WHAT TO WORK ON
Reply only with how many lines in these entries hold the string "this".

━━━━━━━━━━━━━━━━

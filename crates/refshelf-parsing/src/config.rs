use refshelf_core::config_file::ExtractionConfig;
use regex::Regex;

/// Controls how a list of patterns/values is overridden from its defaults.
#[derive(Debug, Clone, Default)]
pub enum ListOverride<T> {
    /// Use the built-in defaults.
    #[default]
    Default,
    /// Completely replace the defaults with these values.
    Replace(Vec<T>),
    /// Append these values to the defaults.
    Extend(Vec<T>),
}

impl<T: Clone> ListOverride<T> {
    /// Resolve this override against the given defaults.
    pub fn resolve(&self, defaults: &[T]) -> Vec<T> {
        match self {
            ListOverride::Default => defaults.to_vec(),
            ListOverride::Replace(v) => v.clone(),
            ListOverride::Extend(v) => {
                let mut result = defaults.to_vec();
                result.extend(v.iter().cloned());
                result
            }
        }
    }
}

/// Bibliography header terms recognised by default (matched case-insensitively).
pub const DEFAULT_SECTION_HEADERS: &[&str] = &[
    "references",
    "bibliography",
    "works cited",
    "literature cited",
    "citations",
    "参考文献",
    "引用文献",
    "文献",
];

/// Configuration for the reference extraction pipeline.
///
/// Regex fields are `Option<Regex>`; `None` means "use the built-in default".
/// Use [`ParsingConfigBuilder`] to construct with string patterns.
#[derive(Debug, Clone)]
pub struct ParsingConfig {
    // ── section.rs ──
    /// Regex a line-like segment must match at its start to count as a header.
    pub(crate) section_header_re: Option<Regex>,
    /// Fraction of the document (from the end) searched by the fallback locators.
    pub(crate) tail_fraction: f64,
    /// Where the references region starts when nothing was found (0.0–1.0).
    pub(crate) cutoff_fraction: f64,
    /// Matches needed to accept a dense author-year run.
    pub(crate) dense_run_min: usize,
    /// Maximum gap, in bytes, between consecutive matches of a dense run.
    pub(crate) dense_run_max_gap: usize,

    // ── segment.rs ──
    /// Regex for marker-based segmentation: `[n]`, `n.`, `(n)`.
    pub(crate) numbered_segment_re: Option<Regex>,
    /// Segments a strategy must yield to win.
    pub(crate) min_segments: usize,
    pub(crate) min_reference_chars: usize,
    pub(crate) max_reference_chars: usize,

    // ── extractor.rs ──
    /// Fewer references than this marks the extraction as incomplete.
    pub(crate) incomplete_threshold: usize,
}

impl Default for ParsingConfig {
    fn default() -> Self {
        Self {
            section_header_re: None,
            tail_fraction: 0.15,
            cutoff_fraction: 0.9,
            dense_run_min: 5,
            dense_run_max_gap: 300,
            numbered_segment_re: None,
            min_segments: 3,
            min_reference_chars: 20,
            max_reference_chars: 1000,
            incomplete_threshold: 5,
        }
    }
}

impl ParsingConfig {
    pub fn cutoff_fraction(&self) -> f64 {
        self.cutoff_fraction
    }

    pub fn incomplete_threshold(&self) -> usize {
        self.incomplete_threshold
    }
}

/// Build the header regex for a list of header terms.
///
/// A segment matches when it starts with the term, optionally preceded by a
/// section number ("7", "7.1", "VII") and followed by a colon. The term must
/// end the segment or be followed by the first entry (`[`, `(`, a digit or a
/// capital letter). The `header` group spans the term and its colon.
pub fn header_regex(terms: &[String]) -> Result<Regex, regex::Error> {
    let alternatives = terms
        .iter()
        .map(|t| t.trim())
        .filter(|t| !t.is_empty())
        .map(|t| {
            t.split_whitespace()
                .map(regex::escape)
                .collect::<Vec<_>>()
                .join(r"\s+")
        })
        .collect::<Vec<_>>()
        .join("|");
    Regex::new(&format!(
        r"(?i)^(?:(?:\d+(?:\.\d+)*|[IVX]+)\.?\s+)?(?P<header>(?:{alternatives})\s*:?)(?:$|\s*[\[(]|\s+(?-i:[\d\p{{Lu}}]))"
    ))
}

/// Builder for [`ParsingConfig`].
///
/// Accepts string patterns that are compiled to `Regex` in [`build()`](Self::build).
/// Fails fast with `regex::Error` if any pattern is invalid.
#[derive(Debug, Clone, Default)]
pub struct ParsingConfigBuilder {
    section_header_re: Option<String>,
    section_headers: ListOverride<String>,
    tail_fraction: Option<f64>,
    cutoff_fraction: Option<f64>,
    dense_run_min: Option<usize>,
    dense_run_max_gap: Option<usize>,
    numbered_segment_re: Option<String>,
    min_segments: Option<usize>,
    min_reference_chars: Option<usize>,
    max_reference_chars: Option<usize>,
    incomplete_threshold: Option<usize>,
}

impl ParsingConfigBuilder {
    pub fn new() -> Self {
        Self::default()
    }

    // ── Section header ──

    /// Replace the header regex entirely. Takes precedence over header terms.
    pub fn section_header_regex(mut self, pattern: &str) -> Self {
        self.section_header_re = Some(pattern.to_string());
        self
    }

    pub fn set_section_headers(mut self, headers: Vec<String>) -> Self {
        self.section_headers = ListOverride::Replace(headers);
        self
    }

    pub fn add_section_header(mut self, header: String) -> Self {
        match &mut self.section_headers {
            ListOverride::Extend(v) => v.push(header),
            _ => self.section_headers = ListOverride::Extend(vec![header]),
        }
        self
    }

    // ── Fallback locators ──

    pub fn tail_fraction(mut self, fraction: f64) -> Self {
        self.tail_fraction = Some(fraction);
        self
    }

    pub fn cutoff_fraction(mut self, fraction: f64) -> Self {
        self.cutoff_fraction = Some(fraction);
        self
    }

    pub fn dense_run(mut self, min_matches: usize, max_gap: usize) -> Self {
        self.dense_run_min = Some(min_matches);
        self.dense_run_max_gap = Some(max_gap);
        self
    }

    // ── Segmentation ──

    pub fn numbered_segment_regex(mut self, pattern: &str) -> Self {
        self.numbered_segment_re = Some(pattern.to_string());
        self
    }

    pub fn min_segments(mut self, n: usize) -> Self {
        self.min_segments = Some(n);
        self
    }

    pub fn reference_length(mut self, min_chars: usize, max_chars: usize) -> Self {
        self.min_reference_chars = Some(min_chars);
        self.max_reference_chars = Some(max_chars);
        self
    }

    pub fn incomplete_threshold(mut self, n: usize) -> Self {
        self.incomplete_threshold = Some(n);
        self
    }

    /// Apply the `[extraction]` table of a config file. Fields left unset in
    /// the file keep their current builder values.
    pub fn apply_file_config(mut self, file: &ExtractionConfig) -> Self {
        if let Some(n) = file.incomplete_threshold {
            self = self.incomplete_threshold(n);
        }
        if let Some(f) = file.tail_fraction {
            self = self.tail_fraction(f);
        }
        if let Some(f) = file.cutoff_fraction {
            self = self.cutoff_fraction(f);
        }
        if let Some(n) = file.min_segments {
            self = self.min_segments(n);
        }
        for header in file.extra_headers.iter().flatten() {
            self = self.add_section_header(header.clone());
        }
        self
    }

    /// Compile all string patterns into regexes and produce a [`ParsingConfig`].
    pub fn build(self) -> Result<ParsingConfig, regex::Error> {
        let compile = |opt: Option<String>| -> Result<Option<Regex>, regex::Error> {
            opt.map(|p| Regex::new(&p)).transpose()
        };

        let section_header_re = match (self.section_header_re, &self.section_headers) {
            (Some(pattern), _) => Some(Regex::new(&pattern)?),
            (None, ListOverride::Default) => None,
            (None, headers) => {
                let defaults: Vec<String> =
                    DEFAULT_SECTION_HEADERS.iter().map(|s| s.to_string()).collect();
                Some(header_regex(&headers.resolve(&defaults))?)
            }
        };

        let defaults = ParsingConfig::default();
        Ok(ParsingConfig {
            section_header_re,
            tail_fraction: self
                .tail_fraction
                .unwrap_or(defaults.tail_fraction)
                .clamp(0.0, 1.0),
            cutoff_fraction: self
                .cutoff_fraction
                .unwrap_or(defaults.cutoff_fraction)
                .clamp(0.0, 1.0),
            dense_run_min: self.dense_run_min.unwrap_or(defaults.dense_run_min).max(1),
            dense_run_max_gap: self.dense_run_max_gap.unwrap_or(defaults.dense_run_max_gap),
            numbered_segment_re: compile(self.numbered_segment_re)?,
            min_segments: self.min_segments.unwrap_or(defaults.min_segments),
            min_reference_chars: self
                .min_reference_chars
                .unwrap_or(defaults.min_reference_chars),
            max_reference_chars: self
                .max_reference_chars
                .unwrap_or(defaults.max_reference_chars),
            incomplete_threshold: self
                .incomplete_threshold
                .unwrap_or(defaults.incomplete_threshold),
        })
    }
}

━━━━━━━━━━━━━━━━

TASK RESULT
2